PROBLEM REQUIREMENTS: Output each line of the data word for word, from the first through the line that holds "use clusterd::transaction::handlers::txn_routes;", and leave off whatever follows.

== THE INPUT ==

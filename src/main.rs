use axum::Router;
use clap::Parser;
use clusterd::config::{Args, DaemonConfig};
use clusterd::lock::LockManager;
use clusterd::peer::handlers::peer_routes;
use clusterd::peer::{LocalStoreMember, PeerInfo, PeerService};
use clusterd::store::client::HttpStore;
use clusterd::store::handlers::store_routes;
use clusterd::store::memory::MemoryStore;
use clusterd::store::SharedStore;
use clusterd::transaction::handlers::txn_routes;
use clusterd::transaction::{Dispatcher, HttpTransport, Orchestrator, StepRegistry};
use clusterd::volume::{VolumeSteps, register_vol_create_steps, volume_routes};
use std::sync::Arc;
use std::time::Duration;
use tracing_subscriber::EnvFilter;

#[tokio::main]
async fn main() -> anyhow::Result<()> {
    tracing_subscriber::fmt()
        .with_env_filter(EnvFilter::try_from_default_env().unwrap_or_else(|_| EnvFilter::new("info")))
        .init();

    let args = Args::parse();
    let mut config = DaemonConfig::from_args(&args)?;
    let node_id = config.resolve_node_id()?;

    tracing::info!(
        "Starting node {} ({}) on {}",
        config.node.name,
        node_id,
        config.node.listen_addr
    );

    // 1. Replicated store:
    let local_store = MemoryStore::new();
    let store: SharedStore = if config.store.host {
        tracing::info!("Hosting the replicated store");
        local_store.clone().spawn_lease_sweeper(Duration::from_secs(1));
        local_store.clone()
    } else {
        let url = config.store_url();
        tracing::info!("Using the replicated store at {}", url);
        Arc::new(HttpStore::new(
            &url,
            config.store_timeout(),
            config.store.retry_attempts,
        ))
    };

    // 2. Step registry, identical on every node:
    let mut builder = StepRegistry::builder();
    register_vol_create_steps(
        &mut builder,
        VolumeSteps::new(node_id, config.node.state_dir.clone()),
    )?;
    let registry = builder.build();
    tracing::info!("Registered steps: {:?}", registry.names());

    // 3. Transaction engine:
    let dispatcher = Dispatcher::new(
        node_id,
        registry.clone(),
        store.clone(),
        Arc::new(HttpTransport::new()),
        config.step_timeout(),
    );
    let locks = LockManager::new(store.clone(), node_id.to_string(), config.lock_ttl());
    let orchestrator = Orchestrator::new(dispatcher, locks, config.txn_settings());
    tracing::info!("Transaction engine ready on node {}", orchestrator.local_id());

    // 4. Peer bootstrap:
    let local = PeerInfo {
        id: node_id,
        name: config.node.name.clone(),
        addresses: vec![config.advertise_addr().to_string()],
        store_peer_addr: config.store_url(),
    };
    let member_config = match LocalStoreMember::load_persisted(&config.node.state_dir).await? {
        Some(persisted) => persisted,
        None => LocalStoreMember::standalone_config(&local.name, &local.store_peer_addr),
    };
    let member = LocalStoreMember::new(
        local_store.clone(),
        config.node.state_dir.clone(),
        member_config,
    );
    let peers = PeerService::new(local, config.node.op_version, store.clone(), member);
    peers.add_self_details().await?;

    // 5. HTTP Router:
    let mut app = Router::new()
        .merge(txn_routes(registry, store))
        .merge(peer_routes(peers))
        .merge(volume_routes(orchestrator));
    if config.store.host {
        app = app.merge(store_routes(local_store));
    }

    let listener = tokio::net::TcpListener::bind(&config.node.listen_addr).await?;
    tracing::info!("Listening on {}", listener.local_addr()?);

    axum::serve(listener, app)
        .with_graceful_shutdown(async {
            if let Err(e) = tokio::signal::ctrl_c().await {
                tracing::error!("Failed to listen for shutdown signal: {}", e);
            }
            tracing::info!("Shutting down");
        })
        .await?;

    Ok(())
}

===

EXERCISE OUTPUT:
filename src/main.rs
use axum::Router;
use clap::Parser;
use clusterd::config::{Args, DaemonConfig};
use clusterd::lock::LockManager;
use clusterd::peer::handlers::peer_routes;
use clusterd::peer::{LocalStoreMember, PeerInfo, PeerService};
use clusterd::store::client::HttpStore;
use clusterd::store::handlers::store_routes;
use clusterd::store::memory::MemoryStore;
use clusterd::store::SharedStore;
use clusterd::transaction::handlers::txn_routes;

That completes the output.